Wednesday, December 1, 2010

So, countdown for run upto 100 year old Professor Ronald Harry Coase!!

At last, the winty December has come, wait!!

"Human beings have, since time immemorial, taken the credit for whatever has gone right while shifting the blame for all that has gone wrong to the unfortunate year! Thus, 1992 was described by the British monarch Queen Elizabeth II as annus horribilis, Latin for a horrible year that saw not just a fire in the royal home of Windsor Castle but an announcement in December of the formal separation of the Prince and Princess of Wales.

In India, which philosophically takes a much, much longer perspective of happenings, everything bad is attributed to the world currently going through an age called kaliyuga, which is aeons removed from nobler eras in a very distant past.

Those who are not philosophically inclined take a much simpler view. Instead of ruminating about why things have gone wrong, they prefer to plan out where they should see the last sunset of the old year or the first sunrise of the new one."
(From ET see here)

Yes I have been watching and reading ever since I presented a research paper at the NIRD Foundation Seminar in 2006 in November (also got some cash award for the paper!!!) when this month will come, it now says ‘I am here’!! The research paper was on environment and private property rights and human action.
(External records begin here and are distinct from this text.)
use std::f64::consts::PI;

/// Second-order IIR section (direct form I), RBJ cookbook coefficients.
#[derive(Clone, Debug)]
pub struct Biquad {
    b0: f64,
    b1: f64,
    b2: f64,
    a1: f64,
    a2: f64,
    x1: f64,
    x2: f64,
    y1: f64,
    y2: f64,
}

impl Biquad {
    pub fn identity() -> Self {
        Self {
            b0: 1.0,
            b1: 0.0,
            b2: 0.0,
            a1: 0.0,
            a2: 0.0,
            x1: 0.0,
            x2: 0.0,
            y1: 0.0,
            y2: 0.0,
        }
    }

    /// Lowpass at `cutoff` Hz. Cutoffs at or above Nyquist pass everything.
    pub fn lowpass(sample_rate: u32, cutoff: f32, q: f32) -> Self {
        let nyquist = 0.5 * sample_rate as f64;
        let cutoff = cutoff as f64;
        if cutoff >= nyquist || cutoff <= 0.0 {
            return Self::identity();
        }
        let q = if q > 0.0 { q as f64 } else { std::f64::consts::FRAC_1_SQRT_2 };
        let w0 = 2.0 * PI * cutoff / sample_rate as f64;
        let (sin, cos) = w0.sin_cos();
        let alpha = sin / (2.0 * q);
        let a0 = 1.0 + alpha;
        Self {
            b0: (1.0 - cos) / 2.0 / a0,
            b1: (1.0 - cos) / a0,
            b2: (1.0 - cos) / 2.0 / a0,
            a1: -2.0 * cos / a0,
            a2: (1.0 - alpha) / a0,
            ..Self::identity()
        }
    }

    pub fn process(&mut self, x: f32) -> f32 {
        let x = x as f64;
        let y = self.b0 * x + self.b1 * self.x1 + self.b2 * self.x2 - self.a1 * self.y1 - self.a2 * self.y2;
        self.x2 = self.x1;
        self.x1 = x;
        self.y2 = self.y1;
        self.y1 = y;
        y as f32
    }
}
Before posting next big quote let’s say one thing which I wanted to share with you. Professor Ronald Coase is the only economist who is going to celebrate his 100th birthday by end of this month!! and too after winning Nobel Prize in Economic Sciences. Long live Professor Coase!!!
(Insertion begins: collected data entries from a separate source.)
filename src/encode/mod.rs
pub mod ffmpeg;
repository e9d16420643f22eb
use bytemuck::{Pod, Zeroable};

use super::canvas::{Composite, FillRule};
use super::color::ColorSpace;

/// Float canvas storage, wide enough for HDR headroom.
pub const CANVAS_FORMAT: wgpu::TextureFormat = wgpu::TextureFormat::Rgba16Float;
/// 8-bit frames handed to the encoder.
pub const OUTPUT_FORMAT: wgpu::TextureFormat = wgpu::TextureFormat::Rgba8Unorm;
/// Unquantized readback of canvas content.
pub const EXPORT_FORMAT: wgpu::TextureFormat = wgpu::TextureFormat::Rgba32Float;
pub const STENCIL_FORMAT: wgpu::TextureFormat = wgpu::TextureFormat::Stencil8;
pub const SAMPLE_COUNT: u32 = 4;

#[repr(C)]
#[derive(Clone, Copy, Debug, Pod, Zeroable)]
pub struct PaintUniforms {
    /// Straight (non-premultiplied) color; alpha in `color[3]`.
    pub color: [f32; 4],
}

#[repr(C)]
#[derive(Clone, Copy, Debug, Pod, Zeroable)]
pub struct BlitUniforms {
    pub scale: f32,
    pub headroom: f32,
    pub convert: f32,
    pub _padding: f32,
}

impl BlitUniforms {
    pub fn new(scale: f32, headroom: f32, from: ColorSpace, to: ColorSpace) -> Self {
        let convert = match (from, to) {
            (ColorSpace::DisplayP3, ColorSpace::Srgb) => 1.0,
            (ColorSpace::Srgb, ColorSpace::DisplayP3) => 2.0,
            _ => 0.0,
        };
        Self {
            scale,
            headroom,
            convert,
            _padding: 0.0,
        }
    }
}

/// How a stencil pass marks covered samples before the cover pass paints them.
#[derive(Clone, Copy, Debug, PartialEq, Eq)]
pub enum Coverage {
    Winding(FillRule),
    /// Any covered sample counts once; used for strokes.
    Union,
}

pub struct CanvasPipelines {
    pub paint_layout: wgpu::BindGroupLayout,
    pub blit_layout: wgpu::BindGroupLayout,
    pub sampler: wgpu::Sampler,
    stencil_nonzero: wgpu::RenderPipeline,
    stencil_evenodd: wgpu::RenderPipeline,
    stencil_union: wgpu::RenderPipeline,
    cover_over: wgpu::RenderPipeline,
    cover_lighter: wgpu::RenderPipeline,
    plain_over: wgpu::RenderPipeline,
    plain_lighter: wgpu::RenderPipeline,
    blit: wgpu::RenderPipeline,
    present: wgpu::RenderPipeline,
    export: wgpu::RenderPipeline,
}

const LIGHTER: wgpu::BlendState = wgpu::BlendState {
    color: wgpu::BlendComponent {
        src_factor: wgpu::BlendFactor::One,
        dst_factor: wgpu::BlendFactor::One,
        operation: wgpu::BlendOperation::Add,
    },
    alpha: wgpu::BlendComponent {
        src_factor: wgpu::BlendFactor::One,
        dst_factor: wgpu::BlendFactor::One,
        operation: wgpu::BlendOperation::Add,
    },
};

const PATH_ATTRIBUTES: [wgpu::VertexAttribute; 1] = wgpu::vertex_attr_array![0 => Float32x2];

struct Target {
    format: wgpu::TextureFormat,
    blend: Option<wgpu::BlendState>,
    write_mask: wgpu::ColorWrites,
    /// Canvas passes are multisampled and carry a stencil attachment.
    stencil: Option<wgpu::StencilState>,
}

impl CanvasPipelines {
    pub fn new(device: &wgpu::Device) -> Self {
        let fill_shader = device.create_shader_module(wgpu::ShaderModuleDescriptor {
            label: Some("fill_shader"),
            source: wgpu::ShaderSource::Wgsl(include_str!("shaders/fill.wgsl").into()),
        });
        let blit_shader = device.create_shader_module(wgpu::ShaderModuleDescriptor {
            label: Some("blit_shader"),
            source: wgpu::ShaderSource::Wgsl(include_str!("shaders/blit.wgsl").into()),
        });

        let paint_layout = device.create_bind_group_layout(&wgpu::BindGroupLayoutDescriptor {
            label: Some("paint_bind_group_layout"),
            entries: &[uniform_entry(0)],
        });

        let blit_layout = device.create_bind_group_layout(&wgpu::BindGroupLayoutDescriptor {
            label: Some("blit_bind_group_layout"),
            entries: &[
                uniform_entry(0),
                wgpu::BindGroupLayoutEntry {
                    binding: 1,
                    visibility: wgpu::ShaderStages::FRAGMENT,
                    ty: wgpu::BindingType::Texture {
                        sample_type: wgpu::TextureSampleType::Float { filterable: true },
                        view_dimension: wgpu::TextureViewDimension::D2,
                        multisampled: false,
                    },
                    count: None,
                },
                wgpu::BindGroupLayoutEntry {
                    binding: 2,
                    visibility: wgpu::ShaderStages::FRAGMENT,
                    ty: wgpu::BindingType::Sampler(wgpu::SamplerBindingType::Filtering),
                    count: None,
                },
            ],
        });

        let sampler = device.create_sampler(&wgpu::SamplerDescriptor {
            label: Some("canvas_sampler"),
            address_mode_u: wgpu::AddressMode::ClampToEdge,
            address_mode_v: wgpu::AddressMode::ClampToEdge,
            mag_filter: wgpu::FilterMode::Linear,
            min_filter: wgpu::FilterMode::Linear,
            ..Default::default()
        });

        let paint_pipeline_layout = device.create_pipeline_layout(&wgpu::PipelineLayoutDescriptor {
            label: Some("paint_pipeline_layout"),
            bind_group_layouts: &[&paint_layout],
            push_constant_ranges: &[],
        });
        let blit_pipeline_layout = device.create_pipeline_layout(&wgpu::PipelineLayoutDescriptor {
            label: Some("blit_pipeline_layout"),
            bind_group_layouts: &[&blit_layout],
            push_constant_ranges: &[],
        });

        let path = |label: &str, target: Target| {
            build(device, label, &paint_pipeline_layout, &fill_shader, true, target)
        };
        let fullscreen = |label: &str, target: Target| {
            build(device, label, &blit_pipeline_layout, &blit_shader, false, target)
        };

        let stencil_only = |face: wgpu::StencilFaceState, back: wgpu::StencilFaceState| Target {
            format: CANVAS_FORMAT,
            blend: None,
            write_mask: wgpu::ColorWrites::empty(),
            stencil: Some(wgpu::StencilState {
                front: face,
                back,
                read_mask: 0xff,
                write_mask: 0xff,
            }),
        };
        let covered = wgpu::StencilFaceState {
            compare: wgpu::CompareFunction::NotEqual,
            fail_op: wgpu::StencilOperation::Keep,
            depth_fail_op: wgpu::StencilOperation::Keep,
            pass_op: wgpu::StencilOperation::Keep,
        };
        let painted = |blend: wgpu::BlendState, stencil: wgpu::StencilState| Target {
            format: CANVAS_FORMAT,
            blend: Some(blend),
            write_mask: wgpu::ColorWrites::ALL,
            stencil: Some(stencil),
        };
        let cover = wgpu::StencilState {
            front: covered,
            back: covered,
            read_mask: 0xff,
            write_mask: 0,
        };
        let ignore = wgpu::StencilState::default();

        Self {
            stencil_nonzero: path(
                "stencil_nonzero",
                stencil_only(writes(wgpu::StencilOperation::IncrementWrap), writes(wgpu::StencilOperation::DecrementWrap)),
            ),
            stencil_evenodd: path(
                "stencil_evenodd",
                stencil_only(writes(wgpu::StencilOperation::Invert), writes(wgpu::StencilOperation::Invert)),
            ),
            stencil_union: path(
                "stencil_union",
                stencil_only(writes(wgpu::StencilOperation::Replace), writes(wgpu::StencilOperation::Replace)),
            ),
            cover_over: path("cover_over", painted(wgpu::BlendState::PREMULTIPLIED_ALPHA_BLENDING, cover.clone())),
            cover_lighter: path("cover_lighter", painted(LIGHTER, cover)),
            plain_over: path("plain_over", painted(wgpu::BlendState::PREMULTIPLIED_ALPHA_BLENDING, ignore.clone())),
            plain_lighter: path("plain_lighter", painted(LIGHTER, ignore.clone())),
            blit: fullscreen("blit", painted(wgpu::BlendState::REPLACE, ignore)),
            present: fullscreen(
                "present",
                Target {
                    format: OUTPUT_FORMAT,
                    blend: Some(wgpu::BlendState::REPLACE),
                    write_mask: wgpu::ColorWrites::ALL,
                    stencil: None,
                },
            ),
            export: fullscreen(
                "export",
                Target {
                    format: EXPORT_FORMAT,
                    // 32-bit float targets are not blendable.
                    blend: None,
                    write_mask: wgpu::ColorWrites::ALL,
                    stencil: None,
                },
            ),
            paint_layout,
            blit_layout,
            sampler,
        }
    }

    pub fn stencil(&self, coverage: Coverage) -> &wgpu::RenderPipeline {
        match coverage {
            Coverage::Winding(FillRule::NonZero) => &self.stencil_nonzero,
            Coverage::Winding(FillRule::EvenOdd) => &self.stencil_evenodd,
            Coverage::Union => &self.stencil_union,
        }
    }

    /// Color pass; `covered` restricts it to samples marked by a stencil pass.
    pub fn paint(&self, composite: Composite, covered: bool) -> &wgpu::RenderPipeline {
        match (composite, covered) {
            (Composite::SourceOver, true) => &self.cover_over,
            (Composite::Lighter, true) => &self.cover_lighter,
            (Composite::SourceOver, false) => &self.plain_over,
            (Composite::Lighter, false) => &self.plain_lighter,
        }
    }

    pub fn blit(&self) -> &wgpu::RenderPipeline {
        &self.blit
    }

    pub fn present(&self) -> &wgpu::RenderPipeline {
        &self.present
    }

    pub fn export(&self) -> &wgpu::RenderPipeline {
        &self.export
    }
}

fn writes(op: wgpu::StencilOperation) -> wgpu::StencilFaceState {
    wgpu::StencilFaceState {
        compare: wgpu::CompareFunction::Always,
        fail_op: wgpu::StencilOperation::Keep,
        depth_fail_op: wgpu::StencilOperation::Keep,
        pass_op: op,
    }
}

fn uniform_entry(binding: u32) -> wgpu::BindGroupLayoutEntry {
    wgpu::BindGroupLayoutEntry {
        binding,
        visibility: wgpu::ShaderStages::VERTEX_FRAGMENT,
        ty: wgpu::BindingType::Buffer {
            ty: wgpu::BufferBindingType::Uniform,
            has_dynamic_offset: false,
            min_binding_size: None,
        },
        count: None,
    }
}

fn build(
    device: &wgpu::Device,
    label: &str,
    layout: &wgpu::PipelineLayout,
    shader: &wgpu::ShaderModule,
    path_vertices: bool,
    target: Target,
) -> wgpu::RenderPipeline {
    let layouts = [wgpu::VertexBufferLayout {
        array_stride: std::mem::size_of::<[f32; 2]>() as wgpu::BufferAddress,
        step_mode: wgpu::VertexStepMode::Vertex,
        attributes: &PATH_ATTRIBUTES,
    }];
    let buffers: &[wgpu::VertexBufferLayout] = if path_vertices { &layouts } else { &[] };
    let (depth_stencil, count) = match target.stencil {
        Some(stencil) => (
            Some(wgpu::DepthStencilState {
                format: STENCIL_FORMAT,
                depth_write_enabled: false,
                depth_compare: wgpu::CompareFunction::Always,
                stencil,
                bias: wgpu::DepthBiasState::default(),
            }),
            SAMPLE_COUNT,
        ),
        None => (None, 1),
    };

    device.create_render_pipeline(&wgpu::RenderPipelineDescriptor {
        label: Some(label),
        layout: Some(layout),
        vertex: wgpu::VertexState {
            module: shader,
            entry_point: Some("vs_main"),
            buffers,
            compilation_options: Default::default(),
        },
        fragment: Some(wgpu::FragmentState {
            module: shader,
            entry_point: Some("fs_main"),
            targets: &[Some(wgpu::ColorTargetState {
                format: target.format,
                blend: target.blend,
                write_mask: target.write_mask,
            })],
            compilation_options: Default::default(),
        }),
        primitive: wgpu::PrimitiveState {
            topology: wgpu::PrimitiveTopology::TriangleList,
            strip_index_format: None,
            front_face: wgpu::FrontFace::Ccw,
            cull_mode: None,
            unclipped_depth: false,
            polygon_mode: wgpu::PolygonMode::Fill,
            conservative: false,
        },
        depth_stencil,
        multisample: wgpu::MultisampleState {
            count,
            mask: !0,
            alpha_to_coverage_enabled: false,
        },
        multiview: None,
        cache: None,
    })
}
From Library of Economics and Liberty:

  • Ronald Coase received the Nobel Prize in 1991 “for his discovery and clarification of the significance of transaction costs and property rights for the institutional structure and functioning of the economy.” Coase is an unusual economist for the twentieth century, and a highly unusual Nobel Prize winner. First, his writings are sparse. In a sixty-year career he wrote only about a dozen significant papers—and very few insignificant ones. Second, he uses little or no mathematics, disdaining what he calls “blackboard economics.” Yet his impact on economics has been profound. That impact stems almost entirely from two of his articles, one published when he was twenty-seven and the other published twenty-three years later.

  • Coase conceived of the first article, “The Nature of the Firm,” while he was an undergraduate on a trip to the United States from his native Britain. At the time he was a socialist, and he dropped in on perennial Socialist Party presidential candidate Norman Thomas. He also visited Ford and General Motors and came up with a puzzle: how could economists say that Lenin was wrong in thinking that the Russian economy could be run like one big factory, when some big firms in the United States seemed to be run very well? In answering his own question, Coase came up with a fundamental insight about why firms exist. Firms are like centrally planned economies, he wrote, but unlike the latter they are formed because of people’s voluntary choices. But why do people make these choices? The answer, wrote Coase, is “marketing costs.” (Economists now use the term “transaction costs.”) If markets were costless to use, firms would not exist. Instead, people would make arm’s-length transactions. But because markets are costly to use, the most efficient production process often takes place in a firm. His explanation of why firms exist is now the accepted one and has given rise to a whole literature on the issue. Coase’s article was cited 169 times in academic journals between 1966 and 1980.
  • “The Problem of Social Cost,” Coase’s other widely cited article (661 citations between 1966 and 1980), was even more pathbreaking; indeed, it gave rise to the field called law and economics. Economists before Coase of virtually all political persuasions had accepted British economist Arthur Pigou’s idea that if, say, a cattle rancher’s cows destroy his neighboring farmer’s crops, the government should stop the rancher from letting his cattle roam free or should at least tax him for doing so. Otherwise, believed economists, the cattle would continue to destroy crops because the rancher would have no incentive to stop them.

There is some interesting information about his childhood:

  • Aged 11, I was taken by my father to a phrenologist. What the phrenologist said about my character was, I feel sure, determined less by the shape of my skull than by the impressions he derived from my behaviour. Out of the various printed summaries of character in his booklet, that chosen for "Master Ronald Coase" started: "You are in possession of much intelligence, and you know it, though you may be inclined to underrate your abilities." This printed summary also included the following remarks: "You will not float down, like a sickly fish, with the tide... you enjoy considerable mental vigour and are not a passive instrument in the hands of others. Though you can work with others and for others, where you see it to your advantage, you are more inclined to think and work for yourself. A little more determination would be to your advantage, however." In the written comments, the pursuits recommended were: "Scientific and commercial banking, accountancy. Also, horticulture and poultry-rearing as hobbies." Added were some comments about my character: "More hope, confidence and concentration required - not suited for the aggressive competitive side of business life. More active ambition would be beneficial." It was also noted that I was too cautious. It was hardly to be expected that this timid little boy would one day be the recipient of a Nobel Prize. That this happened was the result of a series of accidents.